Un pensiero, quello sulla morte, profondo e che rispecchia la personalità dell’eroe caduto. Un pensiero da ascoltare in religioso silenzio, un silenzio che sa di profondo rispetto verso una persona che in vita ha regalato gioia anche a chi stava vivendo momenti terribili. “‘Mi piacerebbe che ti dicessero che la vita comprende la morte. Perché il dolore non è solo vuota perdita, ma affettività, acquisizione oltre che sottrazione. La morte è un testimone che i migliori di noi lasciano ad altri nella convinzione che se ne possano giovare: così nasce il ricordo, la memoria più bella che è storia della nostra stessa identità’. Impossibile dimenticarti. Hai lasciato un vuoto incolmabile in chiunque abbia avuto l’onore di incontrarti nella sua vita professionale e personale. Porta il tuo sorriso lassù. Ovunque proteggi. Ciao Cri“, conclude il post Alda.
Vengono i brividi a leggere queste parole. Parole che sono una sorta di attestato di immortalità per Cristian. Perché quando si lascia un ricordo indelebile ai cari e anche a chi è entrato di passaggio nella nostra vita, vuol dire che dentro di se si ha qualcosa di unico e speciale. Una forma di rispetto che va oltre i soldi che si “tirano su”, oltre i sacrifici e il lavoro svolto in vita. È un qualcosa che riguarda il profondo di un essere umano, la sua anima, un qualcosa che non si può, forse, pienamente comprendere.
Ed è così che emerge l’immagine di un eroe, il cui superpotere era proprio il sorriso. Un sorriso che non perdeva neanche quando andava faccia a faccia con la morte, neanche quando aveva la vita di qualcun altro appesa a un filo. È così che lo ricorda Rossella: “Ciao Cristian, mi piace immaginarti che ridi con noi da lassù. Mi sembra ancora ieri quando ci dicevi in sala operatoria: ‘Operiamo non ci sono problemi’, anche quando ci trovavamo davanti a situazioni complicate .Ma soprattutto la tua risata ci rasserenava sempre, in ogni situazione, perché tu eri non solo un grande lavoratore, ma una persona unica e speciale“.

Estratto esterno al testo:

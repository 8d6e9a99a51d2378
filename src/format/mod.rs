pub mod combinators;
pub mod primitives;
pub mod receipts;

pub use combinators::{AliasMap, FieldAliases, Formatter, RecordReader, allow_null, array_of, object};
pub use receipts::{ReceiptFormatter, format_receipt_log, format_transaction_receipt};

Unico, speciale, è questo il tenore di tutti, ma proprio tutti i messaggi in onore di Cristian. Un uomo che ci piace pensare possa essere morto con il sorriso. D’altronde era abituato ad andare faccia a faccia con la morte, con la paura di un essere umano, ma un sorriso alieno, più contagioso della pandemia. “Non guardavo mai i turni quando andavo a lavoro. Se trovavo Cristian Ilardi ero felice. Sapevo che sarebbe stato un turno diverso dagli altri. Un gran bravo ragazzo, un medico eccezionale. Un rianimatore cazzuto, che riusciva a trasmettere serenità“, scrive ancora Giuseppe.

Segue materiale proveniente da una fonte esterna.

use alloy_primitives::{Address, B256, Bytes, U256, hex};
use serde_json::Value;

use crate::models::errors::FormatError;

/// Largest integer an IEEE-754 double represents exactly. `format_number` refuses
/// anything above it so values stay interchangeable with JavaScript clients.
pub const MAX_SAFE_INTEGER: u64 = (1 << 53) - 1;

fn as_str<'a>(value: &'a Value, reason: &str) -> Result<&'a str, FormatError> {
    value
        .as_str()
        .ok_or_else(|| FormatError::invalid_argument(reason, value))
}

/// `0x` followed only by hex digits, optionally with an exact byte length or an even
/// number of digits.
fn is_hex_string(value: &str, bytes: Option<usize>, even: bool) -> bool {
    let Some(digits) = value.strip_prefix("0x") else {
        return false;
    };
    if !digits.bytes().all(|b| b.is_ascii_hexdigit()) {
        return false;
    }
    match bytes {
        Some(length) => digits.len() == 2 * length,
        None => !even || digits.len() % 2 == 0,
    }
}

fn decode_hex(value: &Value, digits: &str, reason: &str) -> Result<Vec<u8>, FormatError> {
    hex::decode(digits).map_err(|_| FormatError::invalid_argument(reason, value))
}

pub fn format_boolean(value: &Value) -> Result<bool, FormatError> {
    match value {
        Value::Bool(flag) => Ok(*flag),
        Value::String(s) if s == "true" => Ok(true),
        Value::String(s) if s == "false" => Ok(false),
        _ => Err(FormatError::invalid_argument("invalid boolean", value)),
    }
}

/// Even-length hex data, `0x` included.
pub fn format_data(value: &Value) -> Result<Bytes, FormatError> {
    let s = as_str(value, "invalid data")?;
    if !is_hex_string(s, None, true) {
        return Err(FormatError::invalid_argument("invalid data", value));
    }
    Ok(Bytes::from(decode_hex(value, &s[2..], "invalid data")?))
}

pub fn format_hash(value: &Value) -> Result<B256, FormatError> {
    let s = as_str(value, "invalid hash")?;
    if !is_hex_string(s, Some(32), true) {
        return Err(FormatError::invalid_argument("invalid hash", value));
    }
    Ok(B256::from_slice(&decode_hex(value, &s[2..], "invalid hash")?))
}

/// Left-pads up to 32 bytes of hex data into a word.
pub fn format_uint256(value: &Value) -> Result<B256, FormatError> {
    let s = as_str(value, "invalid uint256")?;
    if !is_hex_string(s, None, false) {
        return Err(FormatError::invalid_argument("invalid uint256", value));
    }
    if s.len() % 2 != 0 {
        return Err(FormatError::invalid_argument("invalid BytesLike value", value));
    }
    let bytes = decode_hex(value, &s[2..], "invalid uint256")?;
    if bytes.len() > 32 {
        return Err(FormatError::invalid_argument("padding exceeds data length", value));
    }
    let mut word = B256::ZERO;
    word[32 - bytes.len()..].copy_from_slice(&bytes);
    Ok(word)
}

/// Hex byte string as used for pre-Byzantium state roots.
pub fn hexlify(value: &Value) -> Result<Bytes, FormatError> {
    let s = as_str(value, "invalid BytesLike value")?;
    if !is_hex_string(s, None, true) {
        return Err(FormatError::invalid_argument("invalid BytesLike value", value));
    }
    Ok(Bytes::from(decode_hex(value, &s[2..], "invalid BytesLike value")?))
}

/// Accepts 40 hex digits with or without `0x`. Single-case input is taken as is; mixed
/// case has to carry a valid EIP-55 checksum. The returned `Address` displays checksummed.
pub fn format_address(value: &Value) -> Result<Address, FormatError> {
    let s = as_str(value, "invalid address")?;
    let digits = s.strip_prefix("0x").unwrap_or(s);
    if digits.len() != 40 || !digits.bytes().all(|b| b.is_ascii_hexdigit()) {
        return Err(FormatError::invalid_argument("invalid address", value));
    }

    let address = Address::from_slice(&decode_hex(value, digits, "invalid address")?);

    let has_upper = digits.bytes().any(|b| b.is_ascii_uppercase());
    let has_lower = digits.bytes().any(|b| b.is_ascii_lowercase());
    if has_upper && has_lower && address.to_checksum(None)[2..] != *digits {
        return Err(FormatError::invalid_argument("bad address checksum", value));
    }

    Ok(address)
}

/// Parses a non-negative quantity given as a JSON integer or a hex/decimal string.
fn parse_quantity(value: &Value) -> Result<U256, FormatError> {
    match value {
        Value::Number(number) => {
            if let Some(n) = number.as_u64() {
                return Ok(U256::from(n));
            }
            match number.as_f64() {
                Some(f) if f < 0.0 => Err(FormatError::invalid_argument("negative value", value)),
                Some(f) if f.fract() != 0.0 => {
                    Err(FormatError::invalid_argument("underflow", value))
                }
                Some(f) if f > MAX_SAFE_INTEGER as f64 => {
                    Err(FormatError::Overflow { value: value.clone() })
                }
                Some(f) => Ok(U256::from(f as u64)),
                None => Err(FormatError::invalid_argument("invalid BigNumberish value", value)),
            }
        }
        Value::String(s) => {
            if s.is_empty() {
                return Err(FormatError::invalid_argument(
                    "invalid BigNumberish string: empty",
                    value,
                ));
            }
            let (digits, radix) = match s.strip_prefix("0x").or_else(|| s.strip_prefix("0X")) {
                Some(digits) => (digits, 16),
                None => (s.as_str(), 10),
            };
            let valid = !digits.is_empty()
                && digits.bytes().all(|b| match radix {
                    16 => b.is_ascii_hexdigit(),
                    _ => b.is_ascii_digit(),
                });
            if !valid {
                return Err(FormatError::invalid_argument(
                    "invalid BigNumberish string",
                    value,
                ));
            }
            // Digits are validated above, so the only remaining failure is width
            U256::from_str_radix(digits, radix)
                .map_err(|_| FormatError::Overflow { value: value.clone() })
        }
        _ => Err(FormatError::invalid_argument("invalid BigNumberish value", value)),
    }
}

pub fn format_number(value: &Value) -> Result<u64, FormatError> {
    let quantity = parse_quantity(value)?;
    if quantity > U256::from(MAX_SAFE_INTEGER) {
        return Err(FormatError::Overflow { value: value.clone() });
    }
    Ok(quantity.to::<u64>())
}

pub fn format_big_int(value: &Value) -> Result<U256, FormatError> {
    parse_quantity(value)
}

Toccante Gabriele, che se la prende con il tempo, troppo poco per godersi a pieno una persona e personalità del genere: “Ci hai preso in giro una volta. Tutti addolorati senza motivo. E già pensavo alle risate che un giorno ci saremmo fatte, ripensando a tutte le condoglianze fuori tempo. Perché il tempo, certo, prima o poi arriva. Ma non poteva ritardare ancora? Non potevi scherzare ancora?“.
Ci scherzava pure con la morte. Sembrerebbe che non sia riuscito mai a odiarla del tutto, ci andava a braccetto e la faceva vivere più serenamente a tutti. Forse è per questo che oggi, in mezzo a tante lacrime, qualcuno strapperà un timido sorriso. Il sorriso per quel che è stato e per quel che Cristian ha lasciato, un sorriso per i numerosi pazienti ancora da curare seguendo il suo esempio. Un sorriso che sa ancora di Cristian Ilardi, il responsabile del reparto Rianimazione del Policlinico di Catania, morto fisicamente, immortale nei cuori di parenti, amici e colleghi.